L’articolo esplora il percorso effettuato dal nostro ordinamento per il raggiungimento dei diritti delle lavoratrici e dei lavoratori nelle famiglie con genitori dello stesso sesso.

L’elaborazione giurisprudenziale ha dato una interpretazione della normativa prevista dal Testo Unico delle disposizioni legislative in materia di tutela e sostegno della maternità e della paternità, e successive modifiche (d.lgs. 26 marzo 2001, n. 151), che è volta a tutelare in via prevalente l’interesse dei figli a essere cresciuti da entrambi i genitori o dall’unico genitore presente.

 

The article explores our legal system’s progress in achieving the rights of male and female workers in families with same-sex parents.

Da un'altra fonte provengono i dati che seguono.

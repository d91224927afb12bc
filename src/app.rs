// Application state shared across handlers
use std::sync::Arc;

use crate::{
    app_config::AppConfig,
    db::UserStore,
    services::{JwtService, UserService},
    utils::PasswordConfig,
};

#[derive(Clone)]
pub struct AppState {
    pub config: Arc<AppConfig>,
    pub store: Arc<dyn UserStore>,
    pub jwt_service: Arc<JwtService>,
    pub user_service: Arc<UserService>,
}

impl AppState {
    /// Wire services around an already-open store
    pub fn new(
        config: AppConfig,
        store: Arc<dyn UserStore>,
        jwt_service: JwtService,
        password_config: PasswordConfig,
    ) -> Self {
        let jwt_service = Arc::new(jwt_service);
        let user_service = Arc::new(UserService::new(
            store.clone(),
            jwt_service.clone(),
            password_config,
        ));

        Self {
            config: Arc::new(config),
            store,
            jwt_service,
            user_service,
        }
    }
}
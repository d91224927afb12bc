// Middleware and request extractors for the users API

pub mod access;
pub mod auth;
pub mod auth_middleware;
pub mod cors;
pub mod json_body;
pub mod validation;

pub use access::{authorize, AccessPolicy, AdminOnly, Authorized, OwnerOnly, OwnerOrAdmin};
pub use auth::AuthenticatedUser;
pub use auth_middleware::auth_middleware;
pub use cors::cors_layer;
pub use json_body::json_body_guard;
pub use validation::ValidatedJson;
// Diesel migration runner for PostgreSQL
// MigrationHarness needs a sync connection, so everything here runs on the
// blocking pool.

use crate::db::MIGRATIONS;
use diesel::{Connection, PgConnection};
use diesel_migrations::MigrationHarness;
use std::error::Error;
use tracing::{debug, info};

type MigrationResult<T> = Result<T, Box<dyn Error + Send + Sync>>;

/// Run all pending migrations, returning how many were applied
pub async fn run_migrations(database_url: String) -> MigrationResult<usize> {
    tokio::task::spawn_blocking(move || -> MigrationResult<usize> {
        let mut conn = PgConnection::establish(&database_url)
            .map_err(|e| format!("Failed to establish sync connection: {}", e))?;

        let applied = conn
            .run_pending_migrations(MIGRATIONS)
            .map_err(|e| format!("Failed to run migrations: {}", e))?;

        for migration in &applied {
            debug!("[DIESEL] Applied migration: {}", migration);
        }

        Ok(applied.len())
    })
    .await
    .map_err(|e| format!("Migration task panicked: {}", e))?
}

/// Applied and pending migration names
#[derive(Debug)]
pub struct MigrationStatus {
    pub applied: Vec<String>,
    pub pending: Vec<String>,
}

impl MigrationStatus {
    pub fn is_up_to_date(&self) -> bool {
        self.pending.is_empty()
    }
}

pub async fn check_migration_status(database_url: String) -> MigrationResult<MigrationStatus> {
    let status = tokio::task::spawn_blocking(move || -> MigrationResult<MigrationStatus> {
        let mut conn = PgConnection::establish(&database_url)
            .map_err(|e| format!("Failed to establish sync connection: {}", e))?;

        let applied = conn
            .applied_migrations()
            .map_err(|e| format!("Failed to get applied migrations: {}", e))?;
        let pending = conn
            .pending_migrations(MIGRATIONS)
            .map_err(|e| format!("Failed to get pending migrations: {}", e))?;

        Ok(MigrationStatus {
            applied: applied.iter().map(|m| m.to_string()).collect(),
            pending: pending.iter().map(|m| m.name().to_string()).collect(),
        })
    })
    .await
    .map_err(|e| format!("Status check task panicked: {}", e))??;

    info!(
        "[DIESEL] {} applied, {} pending",
        status.applied.len(),
        status.pending.len()
    );
    Ok(status)
}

Case law has provided an interpretation of the regulation established by the consolidated law of legislative provisions in the matter of protecting and supporting motherhood and fatherhood, as amended (Legislative Decree no. 151 of 26 March 2001), which is in turn aimed at providing prevailing protection to the child’s interest in being raised by both parents or by the only parent present.

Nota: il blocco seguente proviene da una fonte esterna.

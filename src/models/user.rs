// User Database Model
// Stored users, the password-free projection returned to clients, and the
// request bodies accepted by the users API.

use chrono::{DateTime, Utc};
use diesel::prelude::*;
use diesel_async::{AsyncPgConnection, RunQueryDsl};
use serde::{Deserialize, Serialize};
use uuid::Uuid;
use validator::Validate;

use crate::schema::users;

/// User database model - queryable from database
///
/// Deliberately not `Serialize`: anything leaving the service goes through
/// [`PublicUser`], which has no password field.
#[derive(Clone, PartialEq, Queryable, Selectable, Identifiable)]
#[diesel(table_name = users)]
#[diesel(check_for_backend(diesel::pg::Pg))]
pub struct User {
    pub id: Uuid,
    pub email: String,
    pub password: String,
    pub name: Option<String>,
    pub phone: Option<String>,
    pub is_business: bool,
    pub is_admin: bool,
    pub created_at: DateTime<Utc>,
    pub updated_at: DateTime<Utc>,
}

impl std::fmt::Debug for User {
    fn fmt(&self, f: &mut std::fmt::Formatter<'_>) -> std::fmt::Result {
        f.debug_struct("User")
            .field("id", &self.id)
            .field("email", &self.email)
            .field("password", &"<redacted>")
            .field("is_business", &self.is_business)
            .field("is_admin", &self.is_admin)
            .finish_non_exhaustive()
    }
}

/// New user for insertion
#[derive(Debug, Clone, Insertable)]
#[diesel(table_name = users)]
pub struct NewUser {
    pub id: Uuid,
    pub email: String,
    pub password: String,
    pub name: Option<String>,
    pub phone: Option<String>,
    pub is_business: bool,
    pub is_admin: bool,
    pub created_at: DateTime<Utc>,
    pub updated_at: DateTime<Utc>,
}

impl NewUser {
    /// Build an insertable row from validated registration data and an
    /// already-hashed password
    pub fn from_registration(request: RegisterRequest, password_hash: String) -> Self {
        let now = Utc::now();
        Self {
            id: Uuid::new_v4(),
            email: normalize_email(&request.email),
            password: password_hash,
            name: request.name,
            phone: request.phone,
            is_business: request.is_business.unwrap_or(false),
            is_admin: false,
            created_at: now,
            updated_at: now,
        }
    }

    /// Materialize the row as it will be stored
    pub fn into_user(self) -> User {
        User {
            id: self.id,
            email: self.email,
            password: self.password,
            name: self.name,
            phone: self.phone,
            is_business: self.is_business,
            is_admin: self.is_admin,
            created_at: self.created_at,
            updated_at: self.updated_at,
        }
    }
}

/// Profile update applied by `PUT /users/{id}`
///
/// `None` fields are left untouched, matching "set what was sent" semantics.
#[derive(Debug, Clone, AsChangeset)]
#[diesel(table_name = users)]
pub struct UserChanges {
    pub email: String,
    pub password: String,
    pub name: Option<String>,
    pub phone: Option<String>,
    pub is_business: Option<bool>,
    pub updated_at: DateTime<Utc>,
}

impl UserChanges {
    pub fn from_request(request: RegisterRequest, password_hash: String) -> Self {
        Self {
            email: normalize_email(&request.email),
            password: password_hash,
            name: request.name,
            phone: request.phone,
            is_business: request.is_business,
            updated_at: Utc::now(),
        }
    }

    /// Apply the changes to an in-memory record
    pub fn apply_to(&self, user: &mut User) {
        user.email = self.email.clone();
        user.password = self.password.clone();
        if let Some(name) = &self.name {
            user.name = Some(name.clone());
        }
        if let Some(phone) = &self.phone {
            user.phone = Some(phone.clone());
        }
        if let Some(is_business) = self.is_business {
            user.is_business = is_business;
        }
        user.updated_at = self.updated_at;
    }
}

/// Client-facing view of a user. Has no password field.
#[derive(Debug, Clone, PartialEq, Serialize, Deserialize)]
#[serde(rename_all = "camelCase")]
pub struct PublicUser {
    pub id: Uuid,
    pub email: String,
    #[serde(skip_serializing_if = "Option::is_none")]
    pub name: Option<String>,
    #[serde(skip_serializing_if = "Option::is_none")]
    pub phone: Option<String>,
    pub is_business: bool,
    pub is_admin: bool,
    pub created_at: DateTime<Utc>,
    pub updated_at: DateTime<Utc>,
}

impl From<User> for PublicUser {
    fn from(user: User) -> Self {
        Self {
            id: user.id,
            email: user.email,
            name: user.name,
            phone: user.phone,
            is_business: user.is_business,
            is_admin: user.is_admin,
            created_at: user.created_at,
            updated_at: user.updated_at,
        }
    }
}

/// Registration body, also used for full profile updates
#[derive(Debug, Clone, Deserialize, Validate)]
#[serde(rename_all = "camelCase", deny_unknown_fields)]
pub struct RegisterRequest {
    #[validate(
        email(message = "must be a valid email address"),
        length(max = 320, message = "must be at most 320 characters")
    )]
    pub email: String,

    #[validate(length(min = 6, max = 128, message = "must be between 6 and 128 characters"))]
    pub password: String,

    #[validate(length(min = 1, max = 255, message = "must be between 1 and 255 characters"))]
    pub name: Option<String>,

    #[validate(length(min = 1, max = 32, message = "must be between 1 and 32 characters"))]
    pub phone: Option<String>,

    pub is_business: Option<bool>,
}

/// Login credentials. Never persisted.
#[derive(Debug, Clone, Deserialize, Validate)]
#[serde(deny_unknown_fields)]
pub struct LoginRequest {
    #[validate(email(message = "must be a valid email address"))]
    pub email: String,

    #[validate(length(min = 1, message = "is required"))]
    pub password: String,
}

/// Emails are unique case-insensitively; store them trimmed and lower-cased
pub fn normalize_email(email: &str) -> String {
    email.trim().to_lowercase()
}

impl User {
    /// List every user, oldest first
    pub async fn find_all(conn: &mut AsyncPgConnection) -> QueryResult<Vec<Self>> {
        use crate::schema::users::dsl::*;

        users
            .order(created_at.asc())
            .select(User::as_select())
            .load(conn)
            .await
    }

    /// Find user by ID
    pub async fn find_by_id(
        conn: &mut AsyncPgConnection,
        user_id: Uuid,
    ) -> QueryResult<Option<Self>> {
        use crate::schema::users::dsl::*;

        users
            .find(user_id)
            .select(User::as_select())
            .first(conn)
            .await
            .optional()
    }

    /// Find user by normalized email
    pub async fn find_by_email(
        conn: &mut AsyncPgConnection,
        email_str: &str,
    ) -> QueryResult<Option<Self>> {
        use crate::schema::users::dsl::*;

        users
            .filter(email.eq(email_str))
            .select(User::as_select())
            .first(conn)
            .await
            .optional()
    }

    /// Create a new user
    pub async fn create(conn: &mut AsyncPgConnection, new_user: &NewUser) -> QueryResult<Self> {
        use crate::schema::users::dsl::*;

        diesel::insert_into(users)
            .values(new_user)
            .returning(User::as_returning())
            .get_result(conn)
            .await
    }

    /// Update user, returning the stored row
    pub async fn update(
        conn: &mut AsyncPgConnection,
        user_id: Uuid,
        changes: &UserChanges,
    ) -> QueryResult<Option<Self>> {
        use crate::schema::users::dsl::*;

        diesel::update(users.find(user_id))
            .set(changes)
            .returning(User::as_returning())
            .get_result(conn)
            .await
            .optional()
    }

    /// Flip the business flag in a single statement
    pub async fn toggle_business(
        conn: &mut AsyncPgConnection,
        user_id: Uuid,
    ) -> QueryResult<Option<Self>> {
        use crate::schema::users::dsl::*;

        diesel::update(users.find(user_id))
            .set((
                is_business.eq(diesel::dsl::not(is_business)),
                updated_at.eq(Utc::now()),
            ))
            .returning(User::as_returning())
            .get_result(conn)
            .await
            .optional()
    }

    /// Grant the admin flag
    pub async fn promote_to_admin(
        conn: &mut AsyncPgConnection,
        user_id: Uuid,
    ) -> QueryResult<Option<Self>> {
        use crate::schema::users::dsl::*;

        diesel::update(users.find(user_id))
            .set((is_admin.eq(true), updated_at.eq(Utc::now())))
            .returning(User::as_returning())
            .get_result(conn)
            .await
            .optional()
    }

    /// Delete user, returning the removed row
    pub async fn delete(conn: &mut AsyncPgConnection, user_id: Uuid) -> QueryResult<Option<Self>> {
        use crate::schema::users::dsl::*;

        diesel::delete(users.find(user_id))
            .returning(User::as_returning())
            .get_result(conn)
            .await
            .optional()
    }
}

Keywords: same-parent families – parental leave – daily rest – maternity allowance – paternity.

SOMMARIO:

1. Nuovi modelli familiari - 2. Il congedo parentale e di malattia per i figli - 3. I riposi giornalieri - 4. L’indennità di maternità al padre - 5. Conclusioni - NOTE


1. Nuovi modelli familiari

Negli ultimi anni il panorama dei modelli familiari in Italia è fortemente cambiato. Nonostante l’esplicita volontà del legislatore di non introdurre una disciplina volta alla regolamentazione delle relazioni genitoriali nelle coppie dello stesso sesso (si pensi allo stralcio dell’adozione del figlio del/lla partner durante i lavori per la l. 20 maggio 2016, n. 76), nel nostro ordinamento le famiglie omogenitoriali esistono, reclamano e sempre più spesso ottengono il riconoscimento di diritti. In particolare, dal 2018, diversi comuni italiani hanno aperto la strada ai riconoscimenti dei figli nati in Italia per le coppie dello stesso sesso e si è via via formata cospicua giurisprudenza a supporto e a sfavore di tale prassi [1]. Di fatto, esistono centinaia di bambini con due genitori dello stesso sesso risultanti dagli atti di nascita e dai documenti identificativi italiani (carte d’iden­tità e passaporti). Oltre ai figli riconosciuti a seguito di PMA, la giurisprudenza ha già riconosciuto le famiglie omogenitoriali accogliendo le richieste di adozione in casi particolari, ai sensi dell’art. 44, lett. d), l. 4 maggio 1983, n. 184, a favore del genitore non riconosciuto alla nascita sia per le madri sia per i padri [2] e le trascrizioni degli atti di nascita stranieri con l’indicazione di entrambi i genitori [3].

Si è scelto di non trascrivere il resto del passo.